All of the data below is to be copied again without changes.

(Data excerpts begins)

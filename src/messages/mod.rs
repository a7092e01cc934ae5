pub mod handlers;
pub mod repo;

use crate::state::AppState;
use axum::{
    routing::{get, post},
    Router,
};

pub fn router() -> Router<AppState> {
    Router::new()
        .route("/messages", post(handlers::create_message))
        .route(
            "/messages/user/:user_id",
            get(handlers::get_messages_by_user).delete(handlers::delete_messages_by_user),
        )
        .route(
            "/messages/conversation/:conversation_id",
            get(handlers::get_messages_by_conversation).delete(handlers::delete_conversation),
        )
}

(Data excerpts ends)

## Answer to this task:
filename src/messages/mod.rs
repository a7092e01cc934ae5
pub mod handlers;
pub mod repo;

use crate::state::AppState;
use axum::{
    routing::{get, post},
    Router,
};

pub fn router() -> Router<AppState> {
    Router::new()
        .route("/messages", post(handlers::create_message))
        .route(
            "/messages/user/:user_id",
            get(handlers::get_messages_by_user).delete(handlers::delete_messages_by_user),
        )
        .route(
            "/messages/conversation/:conversation_id",
            get(handlers::get_messages_by_conversation).delete(handlers::delete_conversation),
        )
}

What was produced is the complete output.